Had that little flutter of pulse at the base of her throat always been there, begging for the stroke of his tongue? He felt his mouth begin to water.
"You're right. It's not so much the aggressive I have a problem with. It's the bad tempered."
"Right. Bad temper is bad."
His powers of intelligent speech were melting rapidly away from him. All he could think about now was the taste of her mouth, the feel of her skin. The way her slim, naked body had pressed snugly up against his the first time they kissed…
The fit of his jeans altered suddenly and he bit back a groan.
"Thanks for clarifying that complex point I was trying to make," she drawled. "Now that we both realize you've been acting like a werewolf with a wounded paw, maybe we can work something out to make sure it doesn't happen again?"
His hormones took that as a direct invitation and expressed their approval of the idea w
ith a surge of energy and a low, rumbling growl. "Okay."
He was on her in one surging leap. Her feet swept out from under her as 250 pounds of excitable Lupine slipped free from a battered set of psychological fetters and took her to the nearest available flat surface, which happened to be a hardwood living-room floor.
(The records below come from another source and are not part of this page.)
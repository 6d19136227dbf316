//! Remote issue fetching against the tracker's REST API.
//!
//! Defines the [`IssueFetcher`] and [`IconProvider`] seams the compile
//! pipeline consumes, plus their Jira implementations. A fetch returns the
//! server-rendered description HTML, the attachment filename→URL map, and
//! the issue's typed links; any failure is treated as "no data" by the
//! collector — logged, never retried.
//!
//! # Authentication
//!
//! Credentials are read from environment variables:
//! - `JIRA_EMAIL` — required
//! - `JIRA_API_TOKEN` — required
//!
//! Both are sent as HTTP basic auth on every request.

use anyhow::{bail, Context, Result};
use async_trait::async_trait;
use serde_json::Value;
use std::collections::HashMap;
use std::sync::Mutex;
use std::time::Duration;

use crate::config::TrackerConfig;
use crate::models::{FetchedIssue, IssueLink};

/// Fetches one issue's rendered body, attachments, and typed links.
///
/// The collector calls this once per visited node, strictly sequentially:
/// each fetch completes before the next sibling or child is requested.
#[async_trait]
pub trait IssueFetcher: Send + Sync {
    async fn fetch(&self, key: &str) -> Result<FetchedIssue>;
}

/// Supplies an optional icon image for an issue key. Absence is not an
/// error — the report section simply renders without an icon.
#[async_trait]
pub trait IconProvider: Send + Sync {
    async fn icon(&self, key: &str) -> Option<Vec<u8>>;
}

/// Tracker credentials loaded from environment variables.
#[derive(Clone)]
pub struct TrackerCredentials {
    pub email: String,
    pub api_token: String,
}

impl TrackerCredentials {
    /// Load credentials from `JIRA_EMAIL` and `JIRA_API_TOKEN`.
    pub fn from_env() -> Result<Self> {
        let email =
            std::env::var("JIRA_EMAIL").context("JIRA_EMAIL environment variable not set")?;
        let api_token = std::env::var("JIRA_API_TOKEN")
            .context("JIRA_API_TOKEN environment variable not set")?;
        Ok(Self { email, api_token })
    }
}

/// [`IssueFetcher`] backed by the Jira REST API (`/rest/api/2/issue`).
pub struct JiraFetcher {
    client: reqwest::Client,
    host: String,
    creds: TrackerCredentials,
}

impl JiraFetcher {
    pub fn new(config: &TrackerConfig, creds: TrackerCredentials) -> Result<Self> {
        let client = reqwest::Client::builder()
            .timeout(Duration::from_secs(config.timeout_secs))
            .build()
            .context("Failed to build HTTP client")?;
        Ok(Self {
            client,
            host: config.host().to_string(),
            creds,
        })
    }

    async fn get_json(&self, url: &str) -> Result<Value> {
        let resp = self
            .client
            .get(url)
            .basic_auth(&self.creds.email, Some(&self.creds.api_token))
            .header("Accept", "application/json")
            .send()
            .await
            .with_context(|| format!("Request failed: {}", url))?;

        if !resp.status().is_success() {
            let status = resp.status();
            let body = resp.text().await.unwrap_or_default();
            bail!(
                "Tracker request failed (HTTP {}): {}",
                status,
                body.chars().take(500).collect::<String>()
            );
        }

        resp.json().await.context("Failed to parse JSON response")
    }
}

#[async_trait]
impl IssueFetcher for JiraFetcher {
    async fn fetch(&self, key: &str) -> Result<FetchedIssue> {
        let url = format!(
            "{}/rest/api/2/issue/{}?expand=renderedFields&fields=description,attachment,issuelinks",
            self.host, key
        );
        let json = self.get_json(&url).await?;
        Ok(parse_issue_response(&json))
    }
}

/// Parse a Jira issue response into a [`FetchedIssue`].
///
/// Missing or null fields degrade to empty values rather than erroring:
/// a ticket without attachments or links is perfectly normal.
pub fn parse_issue_response(json: &Value) -> FetchedIssue {
    let rendered_body = json["renderedFields"]["description"]
        .as_str()
        .unwrap_or_default()
        .to_string();

    let mut attachments = HashMap::new();
    if let Some(list) = json["fields"]["attachment"].as_array() {
        for att in list {
            let filename = att["filename"].as_str().unwrap_or_default();
            let content = att["content"].as_str().unwrap_or_default();
            if !filename.is_empty() && !content.is_empty() {
                attachments.insert(filename.to_string(), content.to_string());
            }
        }
    }

    let mut links = Vec::new();
    if let Some(list) = json["fields"]["issuelinks"].as_array() {
        for link in list {
            let link_type = link["type"]["name"].as_str().unwrap_or_default();
            if link_type.is_empty() {
                continue;
            }
            links.push(IssueLink {
                link_type: link_type.to_string(),
                inward_key: link["inwardIssue"]["key"].as_str().map(String::from),
                outward_key: link["outwardIssue"]["key"].as_str().map(String::from),
            });
        }
    }

    FetchedIssue {
        rendered_body,
        attachments,
        links,
    }
}

/// Verify tracker connectivity and credentials. Returns a short
/// human-readable server description on success.
pub async fn check_connection(config: &TrackerConfig, creds: &TrackerCredentials) -> Result<String> {
    let client = reqwest::Client::builder()
        .timeout(Duration::from_secs(config.timeout_secs))
        .build()
        .context("Failed to build HTTP client")?;

    let url = format!("{}/rest/api/2/serverInfo", config.host());
    let resp = client
        .get(&url)
        .basic_auth(&creds.email, Some(&creds.api_token))
        .header("Accept", "application/json")
        .send()
        .await
        .with_context(|| format!("Request failed: {}", url))?;

    if !resp.status().is_success() {
        bail!("Tracker returned HTTP {} for {}", resp.status(), url);
    }

    let info: Value = resp.json().await.context("Failed to parse serverInfo")?;
    let title = info["serverTitle"].as_str().unwrap_or("unknown");
    let version = info["version"].as_str().unwrap_or("unknown");
    Ok(format!("{} ({})", title, version))
}

/// [`IconProvider`] that downloads issue-type icons and caches them per URL
/// so repeated types are fetched once per run.
pub struct JiraIconProvider {
    client: reqwest::Client,
    creds: TrackerCredentials,
    /// Issue key → icon URL, taken from the index records.
    icon_urls: HashMap<String, String>,
    cache: Mutex<HashMap<String, Option<Vec<u8>>>>,
}

impl JiraIconProvider {
    pub fn new(
        config: &TrackerConfig,
        creds: TrackerCredentials,
        icon_urls: HashMap<String, String>,
    ) -> Result<Self> {
        let client = reqwest::Client::builder()
            .timeout(Duration::from_secs(config.timeout_secs))
            .build()
            .context("Failed to build HTTP client")?;
        Ok(Self {
            client,
            creds,
            icon_urls,
            cache: Mutex::new(HashMap::new()),
        })
    }

    async fn download(&self, url: &str) -> Option<Vec<u8>> {
        let resp = self
            .client
            .get(url)
            .basic_auth(&self.creds.email, Some(&self.creds.api_token))
            .send()
            .await
            .ok()?;
        if !resp.status().is_success() {
            return None;
        }
        resp.bytes().await.ok().map(|b| b.to_vec())
    }
}

#[async_trait]
impl IconProvider for JiraIconProvider {
    async fn icon(&self, key: &str) -> Option<Vec<u8>> {
        let url = self.icon_urls.get(key)?.clone();
        if url.is_empty() {
            return None;
        }

        if let Some(cached) = self.cache.lock().ok()?.get(&url) {
            return cached.clone();
        }

        let bytes = self.download(&url).await;
        if let Ok(mut cache) = self.cache.lock() {
            cache.insert(url, bytes.clone());
        }
        bytes
    }
}

/// [`IconProvider`] that never supplies an icon. Used by `--dry-run` and in
/// tests.
pub struct NoIcons;

#[async_trait]
impl IconProvider for NoIcons {
    async fn icon(&self, _key: &str) -> Option<Vec<u8>> {
        None
    }
}

#[cfg(test)]
mod tests {
    use super::*;

    #[test]
    fn test_parse_full_issue_response() {
        let json = serde_json::json!({
            "key": "PROJ-1",
            "renderedFields": { "description": "<p>Hello</p>" },
            "fields": {
                "attachment": [
                    { "filename": "diagram.png", "content": "https://host/secure/att/123" },
                    { "filename": "", "content": "https://host/secure/att/999" }
                ],
                "issuelinks": [
                    { "type": { "name": "Relates" }, "outwardIssue": { "key": "PROJ-2" } },
                    { "type": { "name": "Blocks" }, "inwardIssue": { "key": "PROJ-3" } }
                ]
            }
        });
        let fetched = parse_issue_response(&json);
        assert_eq!(fetched.rendered_body, "<p>Hello</p>");
        assert_eq!(
            fetched.attachments.get("diagram.png").unwrap(),
            "https://host/secure/att/123"
        );
        assert_eq!(fetched.attachments.len(), 1);
        assert_eq!(fetched.links.len(), 2);
        assert_eq!(fetched.links[0].link_type, "Relates");
        assert_eq!(fetched.links[0].outward_key.as_deref(), Some("PROJ-2"));
        assert!(fetched.links[0].inward_key.is_none());
        assert_eq!(fetched.links[1].inward_key.as_deref(), Some("PROJ-3"));
    }

    #[test]
    fn test_parse_issue_response_null_description() {
        let json = serde_json::json!({
            "renderedFields": { "description": null },
            "fields": {}
        });
        let fetched = parse_issue_response(&json);
        assert_eq!(fetched.rendered_body, "");
        assert!(fetched.attachments.is_empty());
        assert!(fetched.links.is_empty());
    }

    #[test]
    fn test_parse_issue_response_unnamed_link_skipped() {
        let json = serde_json::json!({
            "fields": {
                "issuelinks": [ { "type": {}, "outwardIssue": { "key": "PROJ-9" } } ]
            }
        });
        let fetched = parse_issue_response(&json);
        assert!(fetched.links.is_empty());
    }
}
Walker thought he heard a squeak, but it barely registered above the roaring in his ears. Besides, he already had her mouth soundly beneath his, thus eliminating the possibility that she might make any sound other than the squeak. Though if he had his way, she'd be adding a few groans and whimpers to her repertoire real soon.
She tasted even better than he remembered, sweet and spicy. Exotically floral, enticingly hot. His tongue swept in to gather the flavors, and he felt the top of his head threaten to lift off like a moon lander. Christ, how had he resisted her for so long? She tasted like heaven and felt like home, and he must have been out of his mind not to spend the last day and a half with her pinned between him and something solid. Going forward, he wouldn't make the same mistake again.
His hands raced over her sleek curves, filling themselves with the warm, soft weight of her. He found himself wishing fiercely that he knew magic, so he could do that little trick of hers that had ticked him off before and just will their clothes away. Since he didn't have that kind of luck, he settled for grabbing hold of the collar of her shirt and turning it from a pullover to a buttonless button-down in two seconds flat. He felt as much as heard her indignant yelp, and he sure as hell felt the hands that fisted in his hair and yanked his head back, breaking their lip-lock and nearly giving him whiplash.
"Just a damn minute," she said, doing a very creditable impersonation of his own snarl. "Are you the same jerk who all but accused me of rape like three times in the last thirty-six hours? Are you the one currently pinning me to the floor and ripping off my clothes?"
Did she honestly expect him to understand words at this point? His overtaxed heart struggled to divert the flow of so much as a drop of blood north of his waistband, succeeding just enough for him to growl, "You can't tell?"